===== DATA SECTION
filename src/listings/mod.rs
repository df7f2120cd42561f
pub mod dto;
pub mod handlers;
pub mod moderation;
pub mod repo;
pub mod repo_types;
pub mod services;

use crate::state::AppState;
use axum::Router;

pub fn router() -> Router<AppState> {
    Router::new()
        .merge(handlers::read_routes())
        .merge(handlers::admin_routes())
}
use axum::{
    extract::rejection::{JsonRejection, PathRejection, QueryRejection},
    http::StatusCode,
    response::{IntoResponse, Response},
    Json,
};
use serde_json::json;
use thiserror::Error;
use uuid::Uuid;

#[derive(Debug, Error)]
pub enum MarketError {
    #[error("invalid input: {0}")]
    Validation(String),

    #[error("{0} {1} not found")]
    NotFound(&'static str, Uuid),

    #[error("not allowed")]
    Unauthorized,

    #[error("authentication required")]
    Unauthenticated,

    #[error("{0}")]
    Conflict(String),

    #[error("invalid credentials")]
    InvalidCredentials,

    #[error("store error: {0}")]
    Store(String),

    #[error("upload failed: {0}")]
    Upload(String),

    #[error("internal error: {0}")]
    Internal(String),
}

pub type MarketResult<T> = Result<T, MarketError>;

impl MarketError {
    pub fn validation(msg: impl Into<String>) -> Self {
        Self::Validation(msg.into())
    }
}

impl From<JsonRejection> for MarketError {
    fn from(rejection: JsonRejection) -> Self {
        tracing::warn!(error = %rejection, "rejected request body");
        Self::Validation(rejection.body_text())
    }
}

impl From<QueryRejection> for MarketError {
    fn from(rejection: QueryRejection) -> Self {
        tracing::warn!(error = %rejection, "rejected query string");
        Self::Validation(rejection.body_text())
    }
}

impl From<PathRejection> for MarketError {
    fn from(rejection: PathRejection) -> Self {
        tracing::warn!(error = %rejection, "rejected path parameter");
        Self::Validation(rejection.body_text())
    }
}

impl From<anyhow::Error> for MarketError {
    fn from(e: anyhow::Error) -> Self {
        Self::Internal(format!("{e:#}"))
    }
}

impl From<sqlx::Error> for MarketError {
    fn from(e: sqlx::Error) -> Self {
        if let sqlx::Error::Database(db) = &e {
            // unique_violation
            if db.code().as_deref() == Some("23505") {
                return Self::Conflict("email already in use".into());
            }
        }
        Self::Store(e.to_string())
    }
}

impl IntoResponse for MarketError {
    fn into_response(self) -> Response {
        let (status, error_type, message) = match &self {
            MarketError::Validation(msg) => {
                (StatusCode::BAD_REQUEST, "validation_error", msg.clone())
            }
            MarketError::NotFound(..) => (StatusCode::NOT_FOUND, "not_found", self.to_string()),
            MarketError::Unauthorized => (
                StatusCode::FORBIDDEN,
                "unauthorized",
                "You are not allowed to perform this action".to_string(),
            ),
            MarketError::Unauthenticated => (
                StatusCode::UNAUTHORIZED,
                "unauthenticated",
                "Authentication required".to_string(),
            ),
            MarketError::Conflict(msg) => (StatusCode::CONFLICT, "conflict", msg.clone()),
            MarketError::InvalidCredentials => (
                StatusCode::UNAUTHORIZED,
                "invalid_credentials",
                "Invalid credentials".to_string(),
            ),
            MarketError::Store(msg) => {
                tracing::error!(error = %msg, "store failure");
                (
                    StatusCode::INTERNAL_SERVER_ERROR,
                    "internal_error",
                    "An internal error occurred".to_string(),
                )
            }
            MarketError::Upload(msg) => {
                tracing::error!(error = %msg, "upload failure");
                (
                    StatusCode::BAD_GATEWAY,
                    "upload_error",
                    "Image upload failed".to_string(),
                )
            }
            MarketError::Internal(msg) => {
                tracing::error!(error = %msg, "internal failure");
                (
                    StatusCode::INTERNAL_SERVER_ERROR,
                    "internal_error",
                    "An internal error occurred".to_string(),
                )
            }
        };

        (
            status,
            Json(json!({
                "error": {
                    "type": error_type,
                    "message": message
                }
            })),
        )
            .into_response()
    }
}
use anyhow::Context;
use serde::Deserialize;
use time::UtcOffset;

#[derive(Debug, Clone, Deserialize)]
pub struct JwtConfig {
    pub secret: String,
    pub issuer: String,
    pub audience: String,
    pub ttl_minutes: i64,
    pub refresh_ttl_minutes: i64,
}

#[derive(Debug, Clone, Deserialize)]
pub struct StorageConfig {
    pub endpoint: String,
    pub bucket: String,
    pub access_key: String,
    pub secret_key: String,
    pub region: String,
    /// Prefix for the durable URLs handed back to clients.
    pub public_base_url: String,
}

#[derive(Debug, Clone)]
pub struct ViewConfig {
    pub page_size: usize,
    /// Offset that defines the "local" calendar day for daily histograms.
    pub utc_offset: UtcOffset,
}

#[derive(Debug, Clone, Deserialize)]
pub struct BootstrapAdmin {
    pub name: String,
    pub email: String,
    pub password: String,
}

#[derive(Debug, Clone)]
pub struct AppConfig {
    pub database_url: String,
    pub jwt: JwtConfig,
    pub storage: StorageConfig,
    pub view: ViewConfig,
    pub admin: Option<BootstrapAdmin>,
}

pub const DEFAULT_PAGE_SIZE: usize = 8;

fn env_or(key: &str, default: &str) -> String {
    std::env::var(key).unwrap_or_else(|_| default.into())
}

fn env_parse<T: std::str::FromStr>(key: &str, default: T) -> T {
    std::env::var(key)
        .ok()
        .and_then(|v| v.parse::<T>().ok())
        .unwrap_or(default)
}

fn report_offset(minutes: i32) -> anyhow::Result<UtcOffset> {
    minutes
        .checked_mul(60)
        .and_then(|seconds| UtcOffset::from_whole_seconds(seconds).ok())
        .context("REPORT_UTC_OFFSET_MINUTES out of range")
}

impl AppConfig {
    pub fn from_env() -> anyhow::Result<Self> {
        let database_url = std::env::var("DATABASE_URL").context("DATABASE_URL is not set")?;
        let jwt = JwtConfig {
            secret: std::env::var("JWT_SECRET").context("JWT_SECRET is not set")?,
            issuer: env_or("JWT_ISSUER", "bazaar"),
            audience: env_or("JWT_AUDIENCE", "bazaar-users"),
            ttl_minutes: env_parse("JWT_TTL_MINUTES", 60),
            refresh_ttl_minutes: env_parse("JWT_REFRESH_TTL_MINUTES", 60 * 24 * 14),
        };

        let endpoint = std::env::var("S3_ENDPOINT").context("S3_ENDPOINT is not set")?;
        let bucket = std::env::var("S3_BUCKET").context("S3_BUCKET is not set")?;
        let public_base_url = std::env::var("S3_PUBLIC_BASE_URL")
            .unwrap_or_else(|_| format!("{}/{}", endpoint.trim_end_matches('/'), bucket));
        let storage = StorageConfig {
            access_key: std::env::var("S3_ACCESS_KEY").context("S3_ACCESS_KEY is not set")?,
            secret_key: std::env::var("S3_SECRET_KEY").context("S3_SECRET_KEY is not set")?,
            region: env_or("S3_REGION", "us-east-1"),
            endpoint,
            bucket,
            public_base_url,
        };

        let offset_minutes: i32 = env_parse("REPORT_UTC_OFFSET_MINUTES", 0);
        let view = ViewConfig {
            page_size: env_parse("PAGE_SIZE", DEFAULT_PAGE_SIZE).max(1),
            utc_offset: report_offset(offset_minutes)?,
        };

        let admin = match (std::env::var("ADMIN_EMAIL"), std::env::var("ADMIN_PASSWORD")) {
            (Ok(email), Ok(password)) => Some(BootstrapAdmin {
                name: env_or("ADMIN_NAME", "Administrator"),
                email,
                password,
            }),
            _ => None,
        };

        Ok(Self {
            database_url,
            jwt,
            storage,
            view,
            admin,
        })
    }
}
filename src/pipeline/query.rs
use serde::{Deserialize, Serialize};

use super::enrich::ListingView;
use crate::users::repo_types::User;

/// `?q=&page=` as sent by the dashboards.
#[derive(Debug, Clone, Deserialize)]
pub struct ViewQuery {
    #[serde(default)]
    pub q: String,
    #[serde(default = "first_page")]
    pub page: usize,
}

fn first_page() -> usize {
    1
}

impl Default for ViewQuery {
    fn default() -> Self {
        Self {
            q: String::new(),
            page: first_page(),
        }
    }
}

/// Records that take part in free-text search.
pub trait Searchable {
    /// `needle` is already trimmed and lowercased.
    fn matches(&self, needle: &str) -> bool;
}

fn contains(field: &str, needle: &str) -> bool {
    field.to_lowercase().contains(needle)
}

impl Searchable for ListingView {
    fn matches(&self, needle: &str) -> bool {
        let owner_name = self.owner.as_ref().map(|o| o.name.as_str()).unwrap_or("");
        contains(&self.listing.name, needle)
            || contains(&self.listing.category, needle)
            || contains(owner_name, needle)
            || contains(&self.listing.price.to_string(), needle)
    }
}

impl Searchable for User {
    fn matches(&self, needle: &str) -> bool {
        contains(&self.name, needle) || contains(&self.email, needle) || contains(&self.phone, needle)
    }
}

/// Keeps the records matching `query`, preserving order. A blank query
/// keeps everything.
pub fn filter<T: Searchable>(items: Vec<T>, query: &str) -> Vec<T> {
    let needle = query.trim().to_lowercase();
    if needle.is_empty() {
        return items;
    }
    items.into_iter().filter(|item| item.matches(&needle)).collect()
}

#[derive(Debug, Clone, PartialEq, Serialize)]
#[serde(rename_all = "camelCase")]
pub struct Page<T> {
    pub items: Vec<T>,
    pub page: usize,
    pub page_size: usize,
    pub page_count: usize,
    /// Size of the filtered collection, not of this page.
    pub total: usize,
}

/// Cuts one 1-indexed page out of `items`. Page 0 is read as page 1; a page
/// past the end is empty rather than an error.
pub fn paginate<T>(items: Vec<T>, page: usize, page_size: usize) -> Page<T> {
    let page_size = page_size.max(1);
    let page = page.max(1);
    let total = items.len();
    let page_count = total.div_ceil(page_size).max(1);
    let start = (page - 1).saturating_mul(page_size);

    let items = items.into_iter().skip(start).take(page_size).collect();
    Page {
        items,
        page,
        page_size,
        page_count,
        total,
    }
}
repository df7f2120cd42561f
use std::collections::HashMap;

use serde::Serialize;
use uuid::Uuid;

use crate::listings::repo_types::Listing;
use crate::users::repo_types::User;

#[derive(Debug, Clone, PartialEq, Serialize)]
pub struct OwnerSummary {
    pub name: String,
    /// Left out of public catalogue responses.
    #[serde(skip_serializing_if = "Option::is_none")]
    pub email: Option<String>,
}

/// A listing joined with its owner's display fields.
#[derive(Debug, Clone, PartialEq, Serialize)]
pub struct ListingView {
    #[serde(flatten)]
    pub listing: Listing,
    /// `None` once the owner account has been deleted.
    pub owner: Option<OwnerSummary>,
}

pub fn enrich(listings: Vec<Listing>, users: &[User]) -> Vec<ListingView> {
    let owners: HashMap<Uuid, &User> = users.iter().map(|u| (u.id, u)).collect();
    listings
        .into_iter()
        .map(|listing| {
            let owner = owners.get(&listing.owner_id).map(|u| OwnerSummary {
                name: u.name.clone(),
                email: Some(u.email.clone()),
            });
            ListingView { listing, owner }
        })
        .collect()
}

impl ListingView {
    /// Drops the owner's contact details for anonymous readers.
    pub fn without_contact(mut self) -> Self {
        if let Some(owner) = self.owner.as_mut() {
            owner.email = None;
        }
        self
    }
}
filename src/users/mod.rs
pub mod dto;
pub mod handlers;
pub mod repo;
pub mod repo_types;
pub mod services;

use crate::state::AppState;
use axum::Router;

pub fn router() -> Router<AppState> {
    handlers::admin_routes()
}
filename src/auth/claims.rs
use serde::{Deserialize, Serialize};
use uuid::Uuid;

use crate::users::repo_types::Role;

/// Type of JWT: access or refresh.
#[derive(Debug, Clone, Copy, Serialize, Deserialize, PartialEq, Eq)]
#[serde(rename_all = "lowercase")]
pub enum TokenKind {
    Access,
    Refresh,
}

/// JWT payload used for authentication.
#[derive(Debug, Clone, Serialize, Deserialize)]
pub struct Claims {
    pub sub: Uuid,       // user ID
    pub role: Role,      // role at signing time; the extractor re-reads it
    pub iat: usize,      // issued at (unix timestamp)
    pub exp: usize,      // expires at (unix timestamp)
    pub iss: String,     // issuer
    pub aud: String,     // audience
    pub kind: TokenKind, // token type
}

#[cfg(test)]
mod tests {
    use super::*;

    #[test]
    fn token_kind_is_lowercase_only() {
        assert_eq!(serde_json::to_string(&TokenKind::Refresh).unwrap(), r#""refresh""#);
        assert_eq!(serde_json::from_str::<TokenKind>(r#""access""#).unwrap(), TokenKind::Access);
        assert!(serde_json::from_str::<TokenKind>(r#""Access""#).is_err());
    }
}
use serde::{Deserialize, Serialize};
use sqlx::FromRow;
use time::OffsetDateTime;
use uuid::Uuid;

use crate::error::MarketError;

/// Moderation state of a listing.
#[derive(Debug, Clone, Copy, PartialEq, Eq, Hash, Serialize, Deserialize)]
#[serde(rename_all = "lowercase")]
pub enum ListingStatus {
    Pending,
    Approved,
    Rejected,
}

impl ListingStatus {
    pub fn as_str(&self) -> &'static str {
        match self {
            ListingStatus::Pending => "pending",
            ListingStatus::Approved => "approved",
            ListingStatus::Rejected => "rejected",
        }
    }
}

impl std::fmt::Display for ListingStatus {
    fn fmt(&self, f: &mut std::fmt::Formatter<'_>) -> std::fmt::Result {
        f.write_str(self.as_str())
    }
}

impl std::str::FromStr for ListingStatus {
    type Err = MarketError;

    fn from_str(s: &str) -> Result<Self, Self::Err> {
        match s {
            "pending" => Ok(ListingStatus::Pending),
            "approved" => Ok(ListingStatus::Approved),
            "rejected" => Ok(ListingStatus::Rejected),
            other => Err(MarketError::validation(format!("unknown status '{other}'"))),
        }
    }
}

#[derive(Debug, Clone, PartialEq, Serialize)]
#[serde(rename_all = "camelCase")]
pub struct Listing {
    #[serde(rename = "_id")]
    pub id: Uuid,
    pub name: String,
    pub description: String,
    pub price: f64,
    pub category: String,
    pub owner_id: Uuid,
    pub status: ListingStatus,
    pub message: String,
    pub images: Vec<String>,
    #[serde(with = "time::serde::rfc3339")]
    pub created_at: OffsetDateTime,
}

#[derive(Debug, FromRow)]
pub struct ListingRow {
    pub id: Uuid,
    pub name: String,
    pub description: String,
    pub price: f64,
    pub category: String,
    pub owner_id: Uuid,
    pub status: String,
    pub message: String,
    pub images: Vec<String>,
    pub created_at: OffsetDateTime,
}

impl TryFrom<ListingRow> for Listing {
    type Error = MarketError;

    fn try_from(r: ListingRow) -> Result<Self, Self::Error> {
        let status = r.status.parse().map_err(|_| {
            MarketError::Store(format!("listing {} has unknown status '{}'", r.id, r.status))
        })?;
        Ok(Self {
            id: r.id,
            name: r.name,
            description: r.description,
            price: r.price,
            category: r.category,
            owner_id: r.owner_id,
            status,
            message: r.message,
            images: r.images,
            created_at: r.created_at,
        })
    }
}

/// A validated submission. It carries no status or message: the store
/// always writes `pending` and an empty message.
#[derive(Debug, Clone, PartialEq)]
pub struct NewListing {
    pub name: String,
    pub description: String,
    pub price: f64,
    pub category: String,
    pub owner_id: Uuid,
    pub images: Vec<String>,
}

/// Admin-side partial update.
#[derive(Debug, Clone, Default, PartialEq)]
pub struct ListingChanges {
    pub name: Option<String>,
    pub category: Option<String>,
    pub price: Option<f64>,
    pub status: Option<ListingStatus>,
    pub message: Option<String>,
}

impl ListingChanges {
    pub fn is_empty(&self) -> bool {
        self.name.is_none()
            && self.category.is_none()
            && self.price.is_none()
            && self.status.is_none()
            && self.message.is_none()
    }

    pub fn apply(self, listing: &mut Listing) {
        if let Some(name) = self.name {
            listing.name = name;
        }
        if let Some(category) = self.category {
            listing.category = category;
        }
        if let Some(price) = self.price {
            listing.price = price;
        }
        if let Some(status) = self.status {
            listing.status = status;
        }
        if let Some(message) = self.message {
            listing.message = message;
        }
    }
}
use axum::{
    extract::State,
    http::StatusCode,
    routing::{get, put},
    Json, Router,
};
use tracing::instrument;
use uuid::Uuid;

use super::dto::{AdminUpdateUserRequest, AdminUserView};
use super::repo_types::User;
use super::services::{admin_delete_user, admin_update_user, admin_user_view, export_users};
use crate::{
    auth::extractors::AuthUser,
    error::MarketError,
    extract::{JsonBody, PathParams, QueryParams},
    pipeline::{
        export::CsvAttachment,
        query::ViewQuery,
        stats::{format_day, LocalCalendar},
    },
    state::AppState,
};

pub fn admin_routes() -> Router<AppState> {
    Router::new()
        .route("/admin/users", get(admin_view))
        .route("/admin/users/export", get(export))
        .route("/admin/users/:id", put(update).delete(remove))
}

#[instrument(skip(state))]
pub async fn admin_view(
    State(state): State<AppState>,
    AuthUser(actor): AuthUser,
    QueryParams(query): QueryParams<ViewQuery>,
) -> Result<Json<AdminUserView>, MarketError> {
    let calendar = LocalCalendar::now(state.config.view.utc_offset);
    let view = admin_user_view(
        state.users.as_ref(),
        &actor,
        &query,
        state.config.view.page_size,
        &calendar,
    )
    .await?;
    Ok(Json(view))
}

#[instrument(skip(state, payload))]
pub async fn update(
    State(state): State<AppState>,
    AuthUser(actor): AuthUser,
    PathParams(id): PathParams<Uuid>,
    JsonBody(payload): JsonBody<AdminUpdateUserRequest>,
) -> Result<Json<User>, MarketError> {
    Ok(Json(admin_update_user(state.users.as_ref(), &actor, id, payload).await?))
}

#[instrument(skip(state))]
pub async fn remove(
    State(state): State<AppState>,
    AuthUser(actor): AuthUser,
    PathParams(id): PathParams<Uuid>,
) -> Result<StatusCode, MarketError> {
    admin_delete_user(state.users.as_ref(), &actor, id).await?;
    Ok(StatusCode::NO_CONTENT)
}

#[instrument(skip(state))]
pub async fn export(
    State(state): State<AppState>,
    AuthUser(actor): AuthUser,
) -> Result<CsvAttachment, MarketError> {
    let body = export_users(state.users.as_ref(), &actor).await?;
    let today = LocalCalendar::now(state.config.view.utc_offset).today;
    Ok(CsvAttachment::new("users", &format_day(today), body))
}
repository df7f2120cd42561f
use lazy_static::lazy_static;
use regex::Regex;
use tracing::{info, warn};

use super::dto::RegisterRequest;
use super::password::{hash_password, verify_password};
use crate::config::BootstrapAdmin;
use crate::error::{MarketError, MarketResult};
use crate::users::repo::UserStore;
use crate::users::repo_types::{NewUser, Role, User};

pub const MIN_PASSWORD_LEN: usize = 8;

lazy_static! {
    static ref EMAIL_RE: Regex =
        Regex::new(r"^[^@\s]+@[^@\s]+\.[^@\s]+$").expect("email pattern is valid");
}

pub(crate) fn is_valid_email(email: &str) -> bool {
    EMAIL_RE.is_match(email)
}

pub(crate) fn normalize_email(raw: &str) -> String {
    raw.trim().to_lowercase()
}

/// Trimmed, lowercased, well-formed email or a validation error.
pub(crate) fn checked_email(raw: &str) -> MarketResult<String> {
    let email = normalize_email(raw);
    if !is_valid_email(&email) {
        warn!(email = %email, "invalid email");
        return Err(MarketError::validation("invalid email"));
    }
    Ok(email)
}

pub(crate) fn checked_name(raw: &str) -> MarketResult<String> {
    let name = raw.trim();
    if name.is_empty() {
        return Err(MarketError::validation("name is required"));
    }
    Ok(name.to_string())
}

fn checked_password(plain: &str) -> MarketResult<()> {
    if plain.chars().count() < MIN_PASSWORD_LEN {
        warn!("password too short");
        return Err(MarketError::validation(format!(
            "password must be at least {MIN_PASSWORD_LEN} characters"
        )));
    }
    Ok(())
}

pub async fn register(users: &dyn UserStore, req: RegisterRequest) -> MarketResult<User> {
    let email = checked_email(&req.email)?;
    let name = checked_name(&req.name)?;
    checked_password(&req.password)?;
    if req.role == Role::Admin {
        warn!(email = %email, "admin self-registration refused");
        return Err(MarketError::validation("admin accounts cannot be self-registered"));
    }

    if users.find_by_email(&email).await?.is_some() {
        warn!(email = %email, "email already registered");
        return Err(MarketError::Conflict("email already in use".into()));
    }

    let password_hash = hash_password(&req.password)?;
    let user = users
        .create(NewUser {
            name,
            email,
            phone: req.phone.map(|p| p.trim().to_string()).unwrap_or_default(),
            password_hash,
            role: req.role,
        })
        .await?;

    info!(user_id = %user.id, role = %user.role, "user registered");
    Ok(user)
}

/// Unknown email and wrong password fail the same way.
pub async fn login(users: &dyn UserStore, email: &str, password: &str) -> MarketResult<User> {
    let email = normalize_email(email);
    let Some(user) = users.find_by_email(&email).await? else {
        warn!(email = %email, "login unknown email");
        return Err(MarketError::InvalidCredentials);
    };

    if !verify_password(password, &user.password_hash)? {
        warn!(user_id = %user.id, "login invalid password");
        return Err(MarketError::InvalidCredentials);
    }

    info!(user_id = %user.id, "user logged in");
    Ok(user)
}

/// Creates the configured admin account unless its email is already taken.
pub async fn bootstrap_admin(
    users: &dyn UserStore,
    admin: &BootstrapAdmin,
) -> MarketResult<Option<User>> {
    let email = checked_email(&admin.email)?;
    if let Some(existing) = users.find_by_email(&email).await? {
        if existing.role != Role::Admin {
            warn!(user_id = %existing.id, "bootstrap admin email belongs to a non-admin account");
        }
        return Ok(None);
    }
    checked_password(&admin.password)?;

    let user = users
        .create(NewUser {
            name: checked_name(&admin.name)?,
            email,
            phone: String::new(),
            password_hash: hash_password(&admin.password)?,
            role: Role::Admin,
        })
        .await?;
    info!(user_id = %user.id, "bootstrap admin created");
    Ok(Some(user))
}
==========
PROBLEM REQUIREMENTS: Reproduce each line of the records in which the string "JsonRejection" appears.

WRITTEN SOLUTION:
    extract::rejection::{JsonRejection, PathRejection, QueryRejection},
impl From<JsonRejection> for MarketError {
    fn from(rejection: JsonRejection) -> Self {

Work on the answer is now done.